The results indicate that when controlling for patient age and mechanism of injury, increased BMI significantly correlates with worse patient-reported outcomes at mid- to long-term follow-up after surgical repair of MLKI. The analysis reveals an inverse linear relationship between BMI and several outcome measures.

Most notably, increased BMI had the greatest negative relationship with KOOS-QOL and KOOS-Sport, with a 10- and 11-point decrease per 10 kg/m2, respectively. This finding suggests that ability to perform more demanding physical activity and overall QOL are the outcomes most negatively impacted in patients with increased BMI. This is further supported by the reduced Tegner activity scores that were found to be associated with increased BMI. A systematic review by Everhart et al also found obese patients had significantly lower Tegner activity scores compared with nonobese patients both before injury (obese patients, 2.9 ± 1.0; general patient population, 7.6 ± 1.7; p < 0.001) and after injury (obese patients, 1.7 ± 1.2; general patient population, 4.5 ± 1.0; p < 0.001).[22] Additional outcome measures including pain, ability to perform activities of daily living, and activity level are also worse in patients with higher BMI. These are all important metrics when assessing patients' overall perceptions about the mid- to long-term outcomes of their surgical treatments.

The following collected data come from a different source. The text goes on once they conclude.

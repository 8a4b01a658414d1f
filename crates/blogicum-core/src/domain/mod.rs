//! Domain entities - the core business objects.

mod category;
mod comment;
mod location;
mod post;
mod user;

pub use category::{Category, NewCategory};
pub use comment::{Comment, CommentWithAuthor, NewComment};
pub use location::{Location, NewLocation};
pub use post::{NewPost, Post, PostSummary};
pub use user::{Actor, NewUser, User, UserRef};
use chrono::{DateTime, Utc};
use serde::{Deserialize, Serialize};

use super::{Category, Location, UserRef};

/// Post entity - a blog entry written by one author.
#[derive(Debug, Clone, PartialEq, Eq, Serialize, Deserialize)]
pub struct Post {
    pub id: i64,
    pub title: String,
    pub text: String,
    pub pub_date: DateTime<Utc>,
    pub author_id: i64,
    pub category_id: Option<i64>,
    pub location_id: Option<i64>,
    pub is_published: bool,
    pub created_at: DateTime<Utc>,
}

/// Data for a post that has not been stored yet.
#[derive(Debug, Clone)]
pub struct NewPost {
    pub title: String,
    pub text: String,
    pub pub_date: DateTime<Utc>,
    pub author_id: i64,
    pub category_id: Option<i64>,
    pub location_id: Option<i64>,
    pub is_published: bool,
}

impl NewPost {
    /// Attach an id and creation time, producing the stored row.
    pub fn into_post(self, id: i64, created_at: DateTime<Utc>) -> Post {
        Post {
            id,
            title: self.title,
            text: self.text,
            pub_date: self.pub_date,
            author_id: self.author_id,
            category_id: self.category_id,
            location_id: self.location_id,
            is_published: self.is_published,
            created_at,
        }
    }
}

/// A post row as returned by the query builder: joined with its author,
/// category and location and annotated with the live comment count.
#[derive(Debug, Clone, Serialize, Deserialize)]
pub struct PostSummary {
    pub post: Post,
    pub author: UserRef,
    pub category: Option<Category>,
    pub location: Option<Location>,
    pub comment_count: u64,
}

However, the results indicate that increased BMI is not significantly associated with worse knee-related symptoms including swelling, mechanical symptoms, and range of motion as indicated by the lack of significant correlation with KOOS symptom. Similarly, Bi et al found no difference in postoperative stiffness requiring manipulation under anesthesia (MUA)/lysis of adhesions following surgery when comparing obese and nonobese patients (p = 0.31).[23] [24] This contrasts with a study by Ridley et al that found MUA, along with failed grafts and revisions, to be less likely in obese patients.[14] BMI also does not appear to be significantly correlated with mid- to long-term mental health outcomes after surgery including symptoms of depression and pain-related anxiety.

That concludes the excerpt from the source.